Preparation of amorphous sunitinib malate solid dispersion with soluplus

A mixture of sunitinib malate (25 gm) and soluplus (50 gm) was dissolved in water (400 ml) at room temperature. The contents were then heated to 70 to 80°C and stirred for 30 minutes to obtain a clear solution. The solution was then cooled to room temperature and filtered. The resulting filtrate was subjected to freeze drying at room temperature for 40 hours to obtain 60 gm of amorphous sunitinib malate solid dispersion with soluplus.

Example 8:

Preparation of amorphous sunitinib malate solid dispersion with copovidone

5-Formyl-2,4-dimethyl-l H-pyrrole-3-carboxylic acid-(2-diethylamino-ethyl)- amide (100 gm) was dissolved in ethanol (1500 ml) and then added 5-fluoro-l,3-dihydro- indol-2-one (54 gm) and pyrrolidine (1.57 ml). The contents were then heated to reflux and stirred for 3 hours. The reaction mass was then cooled to room temperature, stirred for 1 hour and filtered. To the wet solid thus obtained was added ethanol (1200 ml) and then heated to 50°C. The solution was stirred for 1 hour at 50°C and then cooled to room temperature. The contents were stirred for 1 hour at room temperature and then added water (2300 ml). To the reaction mass was added L-malic acid (41 gm) and copovidone (230 gm) and then heated to 75°C. The solution was then cooled to room temperature and filtered. The resulting filtrate was subjected to freeze drying at room temperature for 40 hours to obtain 378 gm of amorphous sunitinib malate solid dispersion with copovidone.

Claims

We claim:

1. An amorphous solid dispersion of sunitinib malate in combination with a pharmaceutically acceptable carrier.

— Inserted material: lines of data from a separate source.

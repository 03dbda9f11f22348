//! Library exports for the FoodFest backend
//!
//! This module exposes internal components for testing and potential library usage.

pub mod error;
pub mod handler;
pub mod menu;
pub mod model;
pub mod orders;
pub mod route;
pub mod store;
//! Application error taxonomy and its HTTP mapping
//!
//! Store operations and handlers share a single error type. Validation,
//! conflict and not-found failures carry a user-facing message that goes
//! straight into the JSON body; storage failures are logged server-side
//! and surfaced only as a generic 500.

use axum::{
    http::StatusCode,
    response::{IntoResponse, Response},
    Json,
};
use serde_json::json;
use thiserror::Error;

#[derive(Error, Debug)]
pub enum AppError {
    /// Missing or empty required input → 400
    #[error("{0}")]
    Validation(String),

    /// Duplicate key on create → 409
    #[error("{0}")]
    Conflict(String),

    /// Missing row, item or sheet file → 404
    #[error("{0}")]
    NotFound(String),

    /// Malformed sheet contents → 500
    #[error("sheet error: {0}")]
    Csv(#[from] csv::Error),

    /// Local disk I/O failure → 500
    #[error("io error: {0}")]
    Io(#[from] std::io::Error),
}

impl IntoResponse for AppError {
    fn into_response(self) -> Response {
        let (status, message) = match &self {
            AppError::Validation(msg) => (StatusCode::BAD_REQUEST, msg.clone()),
            AppError::Conflict(msg) => (StatusCode::CONFLICT, msg.clone()),
            AppError::NotFound(msg) => (StatusCode::NOT_FOUND, msg.clone()),
            AppError::Csv(_) | AppError::Io(_) => {
                // Full cause stays in the server log only
                tracing::error!(error = %self, "storage operation failed");
                (
                    StatusCode::INTERNAL_SERVER_ERROR,
                    "Internal server error".to_string(),
                )
            }
        };

        (status, Json(json!({ "error": message }))).into_response()
    }
}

2. The amorphous solid dispersion of claim 1, wherein the pharmaceutically acceptable carrier comprises one or more of copovidone, span 20, ethyl cellulose, hydroxypropyl methylcellulose, polyethylene glycol or soluplus.

3. The amorphous solid dispersion of claim 1 , having a powder X-ray diffractogram as shown in figure 1 .

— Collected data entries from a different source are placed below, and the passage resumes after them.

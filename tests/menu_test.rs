//! Integration tests for the menu endpoints and the menu sheet format
//!
//! Covers the CRUD surface over `/api/menu`, the meta-row contract, the
//! name-based column lookup and the store-level write/list round trip.

use axum::{
    body::Body,
    http::{Request, StatusCode},
    Router,
};
use http_body_util::BodyExt;
use serde_json::{json, Value};
use tempfile::TempDir;
use tower::ServiceExt;

use foodfest::menu::MenuStore;
use foodfest::model::{MenuItem, MenuMeta};
use foodfest::orders::OrderStore;
use foodfest::route::create_app;
use foodfest::store::AppState;

/// Helper function to create a test application with temporary sheet files
fn setup_test_app() -> (Router, TempDir) {
    let temp_dir = TempDir::new().expect("Failed to create temp dir");

    let state = AppState {
        orders: OrderStore::new(temp_dir.path().join("orders-log.csv")),
        menu: MenuStore::new(temp_dir.path().join("menu.csv")),
    };

    (create_app(state), temp_dir)
}

/// Helper function to parse response body as JSON
async fn response_json(body: Body) -> Value {
    let bytes = body
        .collect()
        .await
        .expect("Failed to read response body")
        .to_bytes();

    serde_json::from_slice(&bytes).expect("Failed to parse JSON")
}

/// Helper to POST a menu item payload
async fn create_item(app: &Router, payload: &Value) -> (StatusCode, Value) {
    let response = app
        .clone()
        .oneshot(
            Request::builder()
                .method("POST")
                .uri("/api/menu")
                .header("content-type", "application/json")
                .body(Body::from(payload.to_string()))
                .unwrap(),
        )
        .await
        .unwrap();

    let status = response.status();
    let body = response_json(response.into_body()).await;
    (status, body)
}

/// Helper to fetch the menu sheet
async fn get_menu(app: &Router) -> (StatusCode, Value) {
    let response = app
        .clone()
        .oneshot(
            Request::builder()
                .method("GET")
                .uri("/api/menu")
                .body(Body::empty())
                .unwrap(),
        )
        .await
        .unwrap();

    let status = response.status();
    let body = response_json(response.into_body()).await;
    (status, body)
}

#[tokio::test]
async fn test_get_menu_missing_file() {
    let (app, _temp_dir) = setup_test_app();

    // No menu sheet has ever been written; this is a server-side failure,
    // not an empty catalog
    let (status, body) = get_menu(&app).await;
    assert_eq!(status, StatusCode::INTERNAL_SERVER_ERROR);
    assert_eq!(body["error"], "Menu is not available");
}

#[tokio::test]
async fn test_create_menu_item_success() {
    let (app, _temp_dir) = setup_test_app();

    let payload = json!({
        "key": "tea",
        "emoji": "🍵",
        "name": "Masala Tea",
        "description": "Hot and spicy",
        "maxPrice": 40
    });

    let (status, body) = create_item(&app, &payload).await;
    assert_eq!(status, StatusCode::CREATED);
    assert_eq!(body["ok"], true);
    assert_eq!(body["item"]["key"], "tea");
    assert_eq!(body["item"]["maxPrice"], 40.0);

    // The lazily created sheet carries empty meta and the new item
    let (status, menu) = get_menu(&app).await;
    assert_eq!(status, StatusCode::OK);
    assert_eq!(menu["meta"]["stallName"], "");
    assert_eq!(menu["meta"]["festName"], "");
    let items = menu["items"].as_array().unwrap();
    assert_eq!(items.len(), 1);
    assert_eq!(items[0]["name"], "Masala Tea");
}

#[tokio::test]
async fn test_create_menu_item_missing_key() {
    let (app, _temp_dir) = setup_test_app();

    let (status, body) = create_item(&app, &json!({ "name": "No Key" })).await;
    assert_eq!(status, StatusCode::BAD_REQUEST);
    assert_eq!(body["error"], "Menu key is required");

    // A key of pure whitespace is treated as missing
    let (status, _) = create_item(&app, &json!({ "key": "   " })).await;
    assert_eq!(status, StatusCode::BAD_REQUEST);
}

#[tokio::test]
async fn test_create_menu_item_duplicate_key() {
    let (app, _temp_dir) = setup_test_app();

    let payload = json!({ "key": "tea", "name": "Original" });
    let (status, _) = create_item(&app, &payload).await;
    assert_eq!(status, StatusCode::CREATED);

    let clash = json!({ "key": "tea", "name": "Impostor" });
    let (status, body) = create_item(&app, &clash).await;
    assert_eq!(status, StatusCode::CONFLICT);
    assert_eq!(body["error"], "A menu item with this key already exists");

    // The original item is untouched
    let (_, menu) = get_menu(&app).await;
    let items = menu["items"].as_array().unwrap();
    assert_eq!(items.len(), 1);
    assert_eq!(items[0]["name"], "Original");
}

#[tokio::test]
async fn test_max_price_coercion() {
    let (app, _temp_dir) = setup_test_app();

    // A numeric string parses, garbage and absence both become 0
    let (_, body) = create_item(&app, &json!({ "key": "a", "maxPrice": "75.5" })).await;
    assert_eq!(body["item"]["maxPrice"], 75.5);

    let (_, body) = create_item(&app, &json!({ "key": "b", "maxPrice": "cheap" })).await;
    assert_eq!(body["item"]["maxPrice"], 0.0);

    let (_, body) = create_item(&app, &json!({ "key": "c" })).await;
    assert_eq!(body["item"]["maxPrice"], 0.0);
}

#[tokio::test]
async fn test_update_menu_item_partial() {
    let (app, _temp_dir) = setup_test_app();

    let payload = json!({
        "key": "tea",
        "emoji": "🍵",
        "name": "Masala Tea",
        "description": "Hot and spicy",
        "maxPrice": 40
    });
    create_item(&app, &payload).await;

    // Only maxPrice is supplied; every other field must survive
    let response = app
        .clone()
        .oneshot(
            Request::builder()
                .method("PUT")
                .uri("/api/menu/tea")
                .header("content-type", "application/json")
                .body(Body::from(json!({ "maxPrice": 50 }).to_string()))
                .unwrap(),
        )
        .await
        .unwrap();

    assert_eq!(response.status(), StatusCode::OK);
    let body = response_json(response.into_body()).await;
    assert_eq!(body["ok"], true);
    assert_eq!(body["item"]["maxPrice"], 50.0);
    assert_eq!(body["item"]["emoji"], "🍵");
    assert_eq!(body["item"]["name"], "Masala Tea");
    assert_eq!(body["item"]["description"], "Hot and spicy");

    // And the persisted sheet agrees
    let (_, menu) = get_menu(&app).await;
    assert_eq!(menu["items"][0]["maxPrice"], 50.0);
    assert_eq!(menu["items"][0]["description"], "Hot and spicy");
}

#[tokio::test]
async fn test_update_menu_item_not_found() {
    let (app, _temp_dir) = setup_test_app();

    create_item(&app, &json!({ "key": "tea", "name": "Masala Tea" })).await;
    let (_, before) = get_menu(&app).await;

    let response = app
        .clone()
        .oneshot(
            Request::builder()
                .method("PUT")
                .uri("/api/menu/coffee")
                .header("content-type", "application/json")
                .body(Body::from(json!({ "maxPrice": 50 }).to_string()))
                .unwrap(),
        )
        .await
        .unwrap();

    assert_eq!(response.status(), StatusCode::NOT_FOUND);
    let body = response_json(response.into_body()).await;
    assert_eq!(body["error"], "Menu item not found");

    // A failed update leaves the sheet byte-for-byte equivalent
    let (_, after) = get_menu(&app).await;
    assert_eq!(before, after);
}

#[tokio::test]
async fn test_delete_menu_item() {
    let (app, _temp_dir) = setup_test_app();

    create_item(&app, &json!({ "key": "tea", "name": "Masala Tea" })).await;

    let response = app
        .clone()
        .oneshot(
            Request::builder()
                .method("DELETE")
                .uri("/api/menu/tea")
                .body(Body::empty())
                .unwrap(),
        )
        .await
        .unwrap();

    assert_eq!(response.status(), StatusCode::OK);
    let body = response_json(response.into_body()).await;
    assert_eq!(body["ok"], true);
    assert_eq!(body["deleted"], "tea");

    // The meta row outlives the last item
    let (status, menu) = get_menu(&app).await;
    assert_eq!(status, StatusCode::OK);
    assert_eq!(menu["items"].as_array().unwrap().len(), 0);

    // Deleting again is a not-found, not a no-op
    let response = app
        .oneshot(
            Request::builder()
                .method("DELETE")
                .uri("/api/menu/tea")
                .body(Body::empty())
                .unwrap(),
        )
        .await
        .unwrap();

    assert_eq!(response.status(), StatusCode::NOT_FOUND);
    let body = response_json(response.into_body()).await;
    assert_eq!(body["error"], "Menu item not found");
}

#[tokio::test]
async fn test_menu_persists_across_restart() {
    let temp_dir = TempDir::new().unwrap();
    let orders_path = temp_dir.path().join("orders-log.csv");
    let menu_path = temp_dir.path().join("menu.csv");

    let app = create_app(AppState {
        orders: OrderStore::new(&orders_path),
        menu: MenuStore::new(&menu_path),
    });
    create_item(&app, &json!({ "key": "tea", "name": "Masala Tea" })).await;

    let app = create_app(AppState {
        orders: OrderStore::new(&orders_path),
        menu: MenuStore::new(&menu_path),
    });
    let (status, menu) = get_menu(&app).await;
    assert_eq!(status, StatusCode::OK);
    assert_eq!(menu["items"][0]["key"], "tea");
}

#[test]
fn test_store_round_trip() {
    let temp_dir = TempDir::new().unwrap();
    let store = MenuStore::new(temp_dir.path().join("menu.csv"));

    let meta = MenuMeta {
        stall_name: "Chai Point".to_string(),
        fest_name: "Winter Fest".to_string(),
    };
    let items = vec![
        MenuItem {
            key: "tea".to_string(),
            emoji: "🍵".to_string(),
            name: "Masala Tea".to_string(),
            description: "Hot and spicy".to_string(),
            max_price: 40.0,
        },
        MenuItem {
            key: "vada".to_string(),
            emoji: String::new(),
            name: "Medu Vada".to_string(),
            description: String::new(),
            max_price: 25.5,
        },
    ];

    store.write(&meta, &items).unwrap();
    let sheet = store.list().unwrap();

    assert_eq!(sheet.meta, meta);
    assert_eq!(sheet.items, items);
}

#[test]
fn test_columns_resolved_by_name() {
    let temp_dir = TempDir::new().unwrap();
    let path = temp_dir.path().join("menu.csv");

    // Reordered, oddly cased headers and a keyless row that must be skipped
    std::fs::write(
        &path,
        "Chai Point,Winter Fest\n\
         MAXPRICE, key ,Name,Emoji,Description\n\
         40,tea,Masala Tea,🍵,Hot and spicy\n\
         10,,Orphan,,no key here\n",
    )
    .unwrap();

    let sheet = MenuStore::new(&path).list().unwrap();

    assert_eq!(sheet.meta.stall_name, "Chai Point");
    assert_eq!(sheet.meta.fest_name, "Winter Fest");
    assert_eq!(sheet.items.len(), 1);
    assert_eq!(sheet.items[0].key, "tea");
    assert_eq!(sheet.items[0].name, "Masala Tea");
    assert_eq!(sheet.items[0].max_price, 40.0);
}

4. A process for the preparation of amorphous solid dispersion of sunitinib malate in combination with a pharmaceutically acceptable carrier of claim 1 , which comprises: a. preparing a solution comprising a mixture of sunitinib malate and one or more pharmaceutically acceptable carriers selected form copovidone, span 20, ethyl cellulose, hydroxypropyl methylcellulose, polyethylene glycol or soluplus in water; and

b. subjecting the resulting solution to freeze drying to obtain amorphous solid dispersion of sunitinib malate in combination with a pharmaceutically acceptable carrier.

5. The process as claimed in claim 4, wherein the pharmaceutically acceptable carriers used in step (a) is selected form copovidone or hydroxypropyl methylcellulose.

6. The process as claimed in claim 4, wherein the freeze drying in step (b) is carried out at room temperature.

7. Pharmaceutical compositions comprising a therapeutically effective amount of amorphous solid dispersion of sunitinib malate along with a pharmaceutically acceptable carrier, and at least one pharmaceutically acceptable excipient.

8. The pharmaceutical composition as claimed in claim 7, wherein the amorphous solid dispersion of sunitinib malate is formulated into tablets, capsules, suspensions, dispersions or injectables.